Cisco’s latest results suggested that human capital when paired with the right AI tools can be just as powerful a growth engine as automation itself. While Amazon, Microsoft, and Accenture have trimmed staff in pursuit of AI efficiency, Cisco is teaching its engineers to code faster, think creatively, and build smarter with AI. And that investment in human capital just powered one of its strongest quarters in years.
Cisco reported $14.88 billion in revenue for the first quarter of fiscal 2026, up 8% from a year earlier, and earnings of $1 per share, surpassing analyst expectations. Net income rose to $2.86 billion, and the company raised its full-year guidance to $60.2–$61 billion in revenue and $4.08–$4.14 in adjusted earnings per share.
“The widespread demand for our technologies highlights the critical role of secure networking and the value of our portfolio as customers move quickly to unlock the potential of AI,” CEO Chuck Robbins told analysts. Shares climbed nearly 8% in late trading after the announcement, marking Cisco’s fourth consecutive quarter of growth.
Betting on People, Not Cuts
Robbins has been one of the few major CEOs to publicly push back. “I don’t want to get rid of a bunch of people right now,” he told CNBC in August. “I just want our engineers we have today to innovate faster and be more productive.”
Inside Cisco, that philosophy has turned into a quiet revolution. Seventy percent of the company’s 20,000 developers now use AI coding assistants like Cursor, Windsurf, and GitHub Copilot at least once a month, according to CIO Fletcher Previn. And AI-generated code accounts for 25% of all software written at Cisco up from just 4% a year ago.
That productivity push is changing not only how Cisco builds software but also how it hires. Scott McGuckin, Cisco’s global head of talent acquisition, said AI adoption has become a key differentiator in recruitment. “For technical hires today, we look for relevant coding and engineering skills,” he said. “But what really moves the needle is knowledge of AI in context—responsible AI, bias detection, explainability.”

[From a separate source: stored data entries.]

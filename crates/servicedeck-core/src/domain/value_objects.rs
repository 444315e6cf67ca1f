//! Domain value objects: Theme, Viewport.
//!
//! Pure value types: `Copy`, equality-by-value, no identity.

use crate::domain::error::DomainError;
use serde::{Deserialize, Serialize};
use std::fmt;
use std::str::FromStr;

// ── Theme ────────────────────────────────────────────────────────────────────

/// Colour scheme the screen is rendered with.
#[derive(Debug, Clone, Copy, Default, PartialEq, Eq, Hash, Serialize, Deserialize)]
#[serde(rename_all = "lowercase")]
pub enum Theme {
    #[default]
    Light,
    Dark,
}

impl Theme {
    pub const fn as_str(&self) -> &'static str {
        match self {
            Self::Light => "light",
            Self::Dark => "dark",
        }
    }

    /// Page background colour.
    pub const fn background(&self) -> &'static str {
        match self {
            Self::Light => "#FFFFFF",
            Self::Dark => "#232F3E",
        }
    }

    /// Card background colour.
    pub const fn card_background(&self) -> &'static str {
        match self {
            Self::Light => "#FFFFFF",
            Self::Dark => "#1A232E",
        }
    }

    /// Foreground text colour.
    pub const fn text(&self) -> &'static str {
        match self {
            Self::Light => "#232F3E",
            Self::Dark => "#FFFFFF",
        }
    }
}

impl fmt::Display for Theme {
    fn fmt(&self, f: &mut fmt::Formatter<'_>) -> fmt::Result {
        f.write_str(self.as_str())
    }
}

impl FromStr for Theme {
    type Err = DomainError;

    fn from_str(s: &str) -> Result<Self, Self::Err> {
        match s.to_ascii_lowercase().as_str() {
            "light" => Ok(Self::Light),
            "dark" => Ok(Self::Dark),
            other => Err(DomainError::InvalidTheme(other.to_string())),
        }
    }
}

// ── Viewport ─────────────────────────────────────────────────────────────────

/// Horizontal space between and around the two grid columns.
pub const GRID_GUTTER: u32 = 24;

/// Viewport width in logical pixels.
///
/// Invariant: wide enough that a card has a positive width.
#[derive(Debug, Clone, Copy, PartialEq, Eq, Serialize, Deserialize)]
#[serde(try_from = "u32", into = "u32")]
pub struct Viewport(u32);

impl Viewport {
    pub const MIN_WIDTH: u32 = GRID_GUTTER * 2 + 2;

    pub fn try_new(width: u32) -> Result<Self, DomainError> {
        if width < Self::MIN_WIDTH {
            Err(DomainError::ViewportTooNarrow {
                width,
                minimum: Self::MIN_WIDTH,
            })
        } else {
            Ok(Self(width))
        }
    }

    pub const fn width(&self) -> u32 {
        self.0
    }

    /// Two-column grid: half the viewport minus the gutter.
    pub const fn card_width(&self) -> u32 {
        self.0 / 2 - GRID_GUTTER
    }
}

impl Default for Viewport {
    fn default() -> Self {
        // iPhone logical width
        Self(390)
    }
}

impl TryFrom<u32> for Viewport {
    type Error = DomainError;

    fn try_from(width: u32) -> Result<Self, Self::Error> {
        Self::try_new(width)
    }
}

impl From<Viewport> for u32 {
    fn from(viewport: Viewport) -> Self {
        viewport.0
    }
}
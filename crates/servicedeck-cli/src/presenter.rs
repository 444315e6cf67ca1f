//! Terminal rendition of the confirmation dialog.

use async_trait::async_trait;
use console::Term;
use owo_colors::OwoColorize;
use tracing::debug;

use servicedeck_core::{
    application::{ApplicationError, ConfirmationPresenter},
    error::DeckResult,
};

use crate::error::{CliError, CliResult};

/// Prints the confirmation as a framed message on stdout.
///
/// `show` returns once the message is on screen; dismissal is a separate
/// step ([`TerminalPresenter::await_dismissal`]).
pub struct TerminalPresenter {
    term: Term,
    no_color: bool,
}

impl TerminalPresenter {
    pub fn new(no_color: bool) -> Self {
        Self {
            term: Term::stdout(),
            no_color,
        }
    }

    /// Block until the user picks "OK".  Returns at once when nobody is
    /// attended to the terminal.
    pub fn await_dismissal(&self) -> CliResult<()> {
        if !console::user_attended() {
            debug!("Not attended, auto-dismissing");
            return Ok(());
        }
        prompt_ok()
    }
}

#[cfg(feature = "interactive")]
fn prompt_ok() -> CliResult<()> {
    dialoguer::Select::new()
        .item("OK")
        .default(0)
        .interact_opt()
        .map_err(|e| CliError::IoError {
            message: "failed to read dismissal".into(),
            source: std::io::Error::other(e),
        })?
        .map(|_| ())
        .ok_or(CliError::Cancelled)
}

#[cfg(not(feature = "interactive"))]
fn prompt_ok() -> CliResult<()> {
    use std::io::BufRead as _;

    let mut line = String::new();
    let read = std::io::stdin()
        .lock()
        .read_line(&mut line)
        .map_err(|e| CliError::IoError {
            message: "failed to read dismissal".into(),
            source: e,
        })?;
    // EOF
    if read == 0 {
        return Err(CliError::Cancelled);
    }
    Ok(())
}

pub(crate) fn frame(message: &str) -> String {
    let width = message.chars().count() + 2;
    let bar = "\u{2500}".repeat(width);
    format!("\u{250c}{bar}\u{2510}\n\u{2502} {message} \u{2502}\n\u{2514}{bar}\u{2518}")
}

#[async_trait]
impl ConfirmationPresenter for TerminalPresenter {
    async fn show(&self, message: &str) -> DeckResult<()> {
        let framed = frame(message);
        let text = if self.no_color {
            framed
        } else {
            framed.bold().to_string()
        };

        self.term.write_line(&text).map_err(|e| {
            ApplicationError::ConfirmationFailed {
                reason: e.to_string(),
            }
            .into()
        })
    }
}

Cisco has also expanded skills-based hiring in fiscal 2023, 30% of entry-level hires had no college degree, and that number is expected to rise. “Those who take advantage of AI tools show me their creativity, productivity, and strategic thinking,” McGuckin added.
Cisco’s people-first approach isn’t isolated. It co-leads the AI Workforce Consortium, alongside Accenture, Google, IBM, Microsoft, and Intel. The coalition recently found that seven of the ten fastest-growing ICT jobs are AI-related and published 250 learning recommendations to help workers stay competitive.
That investment in learning may be the company’s most overlooked advantage. While others spend billions on infrastructure alone, Cisco’s AI edge comes from the engineers building it equipped with both the tools and the understanding to use them.
The AI Infrastructure Windfall
Cisco’s AI-ready workforce is fueling its expanding infrastructure business. At its annual Partner Summit, Jeetu Patel, executive vice president of security and collaboration, showcased new products like Cisco Unified Edge, an integrated compute, network, and storage platform designed for distributed AI workloads across hospitals, retail stores, and factories. “We’ve massively simplified inferencing to make it plug and play at the edge,” Patel wrote in a LinkedIn post.
The company also introduced the Cisco 8223 routing system, powered by the Silicon One P200 chip, the industry’s first 51.2 Tbps standalone routing chip, enabling massive AI clusters to connect securely across data centers. In partnership with NVIDIA, Cisco launched the N9100 Data Center Switch, built on NVIDIA Spectrum-X Ethernet silicon, to support AI-native workloads at scale.
Those innovations helped drive a 15% increase in networking revenue to $7.7 billion, beating Wall Street estimates. Robbins told investors that AI infrastructure orders from hyperscalers hit $1.3 billion, up from $800 million the prior quarter, and projected $3 billion in AI infrastructure revenue for 2026.
Balancing Growth and Reality
Cisco’s AI story isn’t without challenges. Its security software unit saw a 2% drop to $1.98 billion, and collaboration tools fell 3%. The company’s $28 billion acquisition of Splunk in 2024 was aimed at shoring up those areas, but integration takes time. Still, investors are optimistic with Cisco’s stock is up 25% this year, outpacing the Nasdaq’s 21% gain.
Robbins told analysts that the AI opportunity “will ramp up during the second half of the fiscal year” and that Cisco sees “a growing pipeline in excess of $2 billion” for high-performance networking products across sovereign, neocloud, and enterprise customers.
Cisco’s transformation offers a clear counterpoint to the prevailing Silicon Valley narrative that automation replaces people. At Cisco, it’s augmenting them. By tying workforce development directly to financial performance, Robbins has made AI both a productivity engine and a retention strategy.
The company’s results and rising market confidence suggest that approach works. As Robbins put it, “I just want our engineers to innovate faster and be more productive.”